Within the ego's
world of alienation there is no escape because, as we have seen, imprisonment
is the purpose of the world of bodies. As long as we believe that our problems
are in the physical universe, we shall seek for solutions there as well.
The "solutions" the ego offers -- all different forms of what the Course
calls special relationships -- are merely subtle ways of reinforcing the
problem, for they continue to teach us to look at the world as real and
separate from its internal cause [mind]. As Jesus explains to us in A
Course in Miracles, the ego's maxim is: "Seek but do not find" (T-
16.V.6:5). The way we define the problem dictates where we look for its
solution.
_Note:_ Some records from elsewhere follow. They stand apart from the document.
use crate::converters::{ConverterHandle, ItemPocketConverter};
use crate::descriptors::PbsSchema;
use crate::metamodel::PbsRecord;
use crate::pbs_field;
use schema::{BattleUse, FieldUse, GameplayTag, GameplayTagContainer, Name, Text};
use serde::{Deserialize, Serialize};

pub const BATTLE_USAGE_TAG_NAMESPACE: &str = "Data.Item.BattleUsage";

/// One entry of `items.txt`
#[derive(Debug, Clone, PartialEq, Serialize, Deserialize)]
pub struct ItemInfo {
    pub id: Name,
    pub row_index: i32,
    pub name: Text,
    pub name_plural: Text,
    pub portion_name: Text,
    pub portion_name_plural: Text,
    /// Unset means the game decides from the pocket
    pub show_quantity: Option<bool>,
    pub description: Text,
    pub pocket: GameplayTag,
    pub price: i32,
    /// Unset means half the price
    pub sell_price: Option<i32>,
    pub bp_price: i32,
    pub field_use: FieldUse,
    pub battle_use: BattleUse,
    pub battle_usage_categories: GameplayTagContainer,
    pub is_consumable: Option<bool>,
    pub move_id: Name,
    pub tags: GameplayTagContainer,
}

impl Default for ItemInfo {
    fn default() -> Self {
        ItemInfo {
            id: Name::none(),
            row_index: 0,
            name: Text::invariant("Unnamed"),
            name_plural: Text::invariant("Unnamed"),
            portion_name: Text::Empty,
            portion_name_plural: Text::Empty,
            show_quantity: None,
            description: Text::invariant("???"),
            pocket: GameplayTag::empty(),
            price: 0,
            sell_price: None,
            bp_price: 1,
            field_use: FieldUse::NoFieldUse,
            battle_use: BattleUse::NoBattleUse,
            battle_usage_categories: GameplayTagContainer::new(),
            is_consumable: None,
            move_id: Name::none(),
            tags: GameplayTagContainer::new(),
        }
    }
}

impl PbsRecord for ItemInfo {
    fn schema() -> PbsSchema<Self> {
        PbsSchema::builder()
            .field(pbs_field!(value "ID" => id).identifier())
            .field(pbs_field!(value "RowIndex" => row_index).row_index())
            .field(pbs_field!(value "Name" => name).localized("PokemonItems", "{0}_DisplayName"))
            .field(
                pbs_field!(value "NamePlural" => name_plural)
                    .localized("PokemonItems", "{0}_DisplayNamePlural"),
            )
            .field(
                pbs_field!(value "PortionName" => portion_name)
                    .localized("PokemonItems", "{0}_PortionDisplayName"),
            )
            .field(
                pbs_field!(value "PortionNamePlural" => portion_name_plural)
                    .localized("PokemonItems", "{0}_PortionDisplayNamePlural"),
            )
            .field(pbs_field!(value "ShowQuantity" => show_quantity))
            .field(
                pbs_field!(value "Description" => description)
                    .localized("PokemonItems", "{0}_Description"),
            )
            .field(
                pbs_field!(value "Pocket" => pocket)
                    .converter(ConverterHandle::new(ItemPocketConverter)),
            )
            .field(pbs_field!(value "Price" => price).range(Some(0), None))
            .field(pbs_field!(value "SellPrice" => sell_price).range(Some(0), None))
            .field(pbs_field!(value "BPPrice" => bp_price).range(Some(1), None))
            .field(pbs_field!(value "FieldUse" => field_use))
            .field(pbs_field!(value "BattleUse" => battle_use))
            .field(
                pbs_field!(tags "BattleUsageCategories" => battle_usage_categories)
                    .gameplay_tag(BATTLE_USAGE_TAG_NAMESPACE)
                    .create_tags(),
            )
            .field(pbs_field!(value "IsConsumable" => is_consumable).rename("Consumable"))
            .field(pbs_field!(value "Move" => move_id))
            .field(
                pbs_field!(tags "Tags" => tags)
                    .rename("Flags")
                    .gameplay_tag("Data.Item")
                    .create_tags()
                    .tag_separator("_"),
            )
            .build()
    }
}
Defining a problem externally inevitably means we must seek to
solve it externally, through what Jesus refers to as magic . . .
. Salvation thus can never be found by looking outside (magic), but
only by looking within (miracle) -- in our minds -- where the problem truly
is. This inner search is, of course, the very thing the ego does not want.
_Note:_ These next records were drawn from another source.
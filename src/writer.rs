use crate::codec::{write_element, write_record};
use crate::config::PbsSettings;
use crate::descriptors::RepeatMode;
use crate::errors::PbsResult;
use crate::metamodel::{PbsMetamodel, PbsRecord};
use crate::value::PbsValue;
use std::io::Write;
use tracing::debug;

/// Write records as a PBS file, in the order given
pub fn write_pbs<R: PbsRecord>(records: &[R], writer: impl Write) -> PbsResult<()> {
    write_pbs_with(records, writer, &PbsSettings::default())
}

pub fn write_pbs_with<R: PbsRecord>(
    records: &[R],
    mut writer: impl Write,
    settings: &PbsSettings,
) -> PbsResult<()> {
    let schema = PbsMetamodel::get_schema::<R>();
    schema.validate()?;
    let identifier = schema.identifier()?;
    let defaults = R::default();

    writeln!(writer, "{}", settings.header_comment)?;
    for record in records {
        let section = write_record(&identifier.get(record), identifier, None)
            .map_err(|err| err.in_field("", identifier.key_name()))?;
        writeln!(writer, "{}", settings.section_separator)?;
        writeln!(writer, "[{section}]")?;

        for field in schema
            .fields()
            .filter(|field| !field.is_identifier() && !field.is_row_index())
        {
            let value = field.get(record);
            if !should_write(&value, &field.get(&defaults)) {
                continue;
            }

            let lines = if field.repeat() == RepeatMode::KeyRepeat {
                repeated_elements(value)
                    .iter()
                    .map(|element| write_element(element, field, Some(&section)))
                    .collect::<PbsResult<Vec<_>>>()
            } else {
                write_record(&value, field, Some(&section)).map(|line| vec![line])
            }
            .map_err(|err| err.in_field(&section, field.key_name()))?;

            for line in lines {
                writeln!(writer, "{} = {}", field.key_name(), line)?;
            }
        }
        debug!(section = %section, "wrote PBS section");
    }
    writer.flush()?;
    Ok(())
}

/// Absent values and empty collections are never written. Other values are
/// written when they differ from the default record's.
fn should_write(value: &PbsValue, default: &PbsValue) -> bool {
    match value {
        PbsValue::None => false,
        PbsValue::Tags(tags) => !tags.is_empty(),
        PbsValue::List(items) => !items.is_empty(),
        other => other != default,
    }
}

fn repeated_elements(value: PbsValue) -> Vec<PbsValue> {
    match value {
        PbsValue::List(items) => items,
        PbsValue::Tags(tags) => tags.iter().cloned().map(PbsValue::Tag).collect(),
        other => vec![other],
    }
}
use crate::codec::{collect_elements, read_element, read_record};
use crate::config::{KeyRepeatPolicy, PbsSettings};
use crate::descriptors::{FieldLookup, PbsFieldDescriptor, PbsSchema, RepeatMode};
use crate::errors::{PbsError, PbsResult, ValueError};
use crate::metamodel::{PbsMetamodel, PbsRecord};
use crate::sections::{each_file_section_with, PbsSectionData};
use crate::value::PbsValue;
use std::collections::hash_map::Entry;
use std::collections::{HashMap, HashSet};
use std::io::BufRead;
use tracing::debug;

/// Compile every section of a file into records keyed by section name
pub fn compile_pbs_file<R: PbsRecord>(reader: impl BufRead) -> PbsResult<HashMap<String, R>> {
    compile_pbs_file_with(reader, &PbsSettings::default())
}

pub fn compile_pbs_file_with<R: PbsRecord>(
    reader: impl BufRead,
    settings: &PbsSettings,
) -> PbsResult<HashMap<String, R>> {
    let mut records = HashMap::new();
    compile_sections::<R>(reader, settings.key_repeat, |name, record| {
        match records.entry(name) {
            Entry::Occupied(entry) => Err(PbsError::DuplicateSection(entry.key().clone())),
            Entry::Vacant(entry) => {
                entry.insert(record);
                Ok(())
            }
        }
    })?;
    Ok(records)
}

/// Compile every section of a file into records, in file order
pub fn compile_pbs_entries<R: PbsRecord>(reader: impl BufRead) -> PbsResult<Vec<R>> {
    compile_pbs_entries_with(reader, &PbsSettings::default())
}

pub fn compile_pbs_entries_with<R: PbsRecord>(
    reader: impl BufRead,
    settings: &PbsSettings,
) -> PbsResult<Vec<R>> {
    let mut seen = HashSet::new();
    let mut records = Vec::new();
    compile_sections::<R>(reader, settings.key_repeat, |name, record| {
        if !seen.insert(name.clone()) {
            return Err(PbsError::DuplicateSection(name));
        }
        records.push(record);
        Ok(())
    })?;
    Ok(records)
}

fn compile_sections<R: PbsRecord>(
    reader: impl BufRead,
    key_repeat: KeyRepeatPolicy,
    mut accept: impl FnMut(String, R) -> PbsResult<()>,
) -> PbsResult<()> {
    let schema = PbsMetamodel::get_schema::<R>();
    schema.validate()?;

    let lookup: &dyn FieldLookup = schema.as_ref();
    for section in each_file_section_with(reader, Some(lookup), key_repeat) {
        let section = section?;
        let record = compile_section(&schema, &section)?;
        debug!(
            section = %section.name,
            index = section.index,
            keys = section.contents.len(),
            "compiled PBS section"
        );
        accept(section.name, record)?;
    }
    Ok(())
}

/// Build one record from a parsed section
pub fn compile_section<R: PbsRecord>(
    schema: &PbsSchema<R>,
    section: &PbsSectionData,
) -> PbsResult<R> {
    let mut record = R::default();
    let section_name = Some(section.name.as_str());

    for field in schema.fields() {
        let value = if field.is_identifier() {
            read_record(&section.name, field, section_name)
        } else if field.is_row_index() {
            Ok(PbsValue::UInt(section.index as u64))
        } else if let Some(values) = section.contents.get(field.key_name()) {
            read_field(values, field, section_name)
        } else {
            continue;
        };

        value
            .and_then(|value| field.set(&mut record, value))
            .map_err(|err| err.in_field(&section.name, field.key_name()))?;
    }
    Ok(record)
}

fn read_field<R: 'static>(
    values: &[String],
    field: &PbsFieldDescriptor<R>,
    section_name: Option<&str>,
) -> PbsResult<PbsValue> {
    let value = if field.repeat() == RepeatMode::KeyRepeat {
        let elements = values
            .iter()
            .map(|value| read_element(value, field, section_name))
            .collect::<PbsResult<Vec<_>>>()?;
        collect_elements(field, elements)
    } else {
        let last = values.last().map(String::as_str).unwrap_or_default();
        read_record(last, field, section_name)?
    };
    check_length(&value, field)?;
    Ok(value)
}

fn check_length<R: 'static>(value: &PbsValue, field: &PbsFieldDescriptor<R>) -> PbsResult<()> {
    let found = match value {
        PbsValue::List(items) => items.len(),
        PbsValue::Tags(tags) => tags.len(),
        _ => return Ok(()),
    };
    if found < field.min_len() || found > field.max_len() {
        return Err(ValueError::LengthOutOfRange {
            min: field.min_len(),
            max: field.max_len(),
            found,
        }
        .into());
    }
    Ok(())
}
The mind's decision to be an individual and therefore a sinful self A must
forever be concealed from view lest the decision be withdrawn and the ego
disappear back into its own nothingness.
Imagine a movie
theater filled with people absorbed in the images they are perceiving on
the screen in front of them. Despite this absorption in the actions and
characters depicted in the film, the viewers are nonetheless somewhat aware
of the "reality" of the situation: There is a film running through a projector,
located in a projection booth behind them; and this film is projected
onto the screen where it is seen and reacted to. It is actually an interesting
phenomenon of how dissociation enables one to hold thoughts of reality
and illusion simultaneously in the mind. On the one hand we know that what
we are seeing is pure illusion; not only insofar that the movie is usually
fiction, but also because the people and situations we are seeing are not
really there. On the other hand, we psychologically react as
if the images on the screen were real; we laugh and cry, become afraid,
angry, or bored, cheer when the hero is victorious, and become upset when
evil occurs or triumphs over good.
So while one part
of us knows nothing is happening, another part reacts as if something indeed
were
happening. And yet, we are ripped from our illusion at the moment
that the movie begins to malfunction; for example, when the image on the
screen suddenly starts fluttering up and down, or there is a power failure.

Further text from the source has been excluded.